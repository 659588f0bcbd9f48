// Copyright (C) 2026  Caprica Software Limited
//
// This program is free software: you can redistribute it and/or modify
// it under the terms of the GNU General Public License as published by
// the Free Software Foundation, either version 3 of the License, or
// (at your option) any later version.
//
// This program is distributed in the hope that it will be useful,
// but WITHOUT ANY WARRANTY; without even the implied warranty of
// MERCHANTABILITY or FITNESS FOR A PARTICULAR PURPOSE.  See the
// GNU General Public License for more details.
//
// You should have received a copy of the GNU General Public License
// along with this program.  If not, see <https://www.gnu.org/licenses/>.

//! Movie card grid.
//!
//! Shows one page of movies as a grid of cards and tracks which card is
//! highlighted. Page changes are reported as actions, since the page number
//! belongs to the view state.

mod event;
mod render;

/// Cards per row; with [`crate::model::paginate::PAGE_SIZE`] this gives five
/// rows.
pub(crate) const GRID_COLUMNS: usize = 3;

#[derive(Debug, PartialEq, Eq)]
pub(crate) enum MovieListAction {
    NextPage,
    PreviousPage,
    FirstPage,
    LastPage,
}

pub(crate) struct MovieList {
    selected: usize,
}

impl MovieList {
    pub(crate) fn new() -> Self {
        Self { selected: 0 }
    }

    pub(crate) fn selected(&self) -> usize {
        self.selected
    }

    pub(crate) fn reset_selection(&mut self) {
        self.selected = 0;
    }

    fn goto_next(&mut self, len: usize) {
        if len == 0 {
            return;
        }
        self.selected = if self.selected + 1 >= len { 0 } else { self.selected + 1 };
    }

    fn goto_previous(&mut self, len: usize) {
        if len == 0 {
            return;
        }
        self.selected = if self.selected == 0 || self.selected >= len {
            len - 1
        } else {
            self.selected - 1
        };
    }
}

TASK STATEMENT:
Each line of the data is to be transcribed exactly, with nothing left out.

RESULT:
repository 659588f0bcbd9f48
// Copyright (C) 2026  Caprica Software Limited
//
// This program is free software: you can redistribute it and/or modify
// it under the terms of the GNU General Public License as published by
// the Free Software Foundation, either version 3 of the License, or
// (at your option) any later version.
//
// This program is distributed in the hope that it will be useful,
// but WITHOUT ANY WARRANTY; without even the implied warranty of
// MERCHANTABILITY or FITNESS FOR A PARTICULAR PURPOSE.  See the
// GNU General Public License for more details.
//
// You should have received a copy of the GNU General Public License
// along with this program.  If not, see <https://www.gnu.org/licenses/>.

//! Movie card grid.
//!
//! Shows one page of movies as a grid of cards and tracks which card is
//! highlighted. Page changes are reported as actions, since the page number
//! belongs to the view state.

mod event;
mod render;

/// Cards per row; with [`crate::model::paginate::PAGE_SIZE`] this gives five
/// rows.
pub(crate) const GRID_COLUMNS: usize = 3;

#[derive(Debug, PartialEq, Eq)]
pub(crate) enum MovieListAction {
    NextPage,
    PreviousPage,
    FirstPage,
    LastPage,
}

pub(crate) struct MovieList {
    selected: usize,
}

impl MovieList {
    pub(crate) fn new() -> Self {
        Self { selected: 0 }
    }

    pub(crate) fn selected(&self) -> usize {
        self.selected
    }

    pub(crate) fn reset_selection(&mut self) {
        self.selected = 0;
    }

    fn goto_next(&mut self, len: usize) {
        if len == 0 {
            return;
        }
        self.selected = if self.selected + 1 >= len { 0 } else { self.selected + 1 };
    }

    fn goto_previous(&mut self, len: usize) {
        if len == 0 {
            return;
        }
        self.selected = if self.selected == 0 || self.selected >= len {
            len - 1
        } else {
            self.selected - 1
        };
    }
}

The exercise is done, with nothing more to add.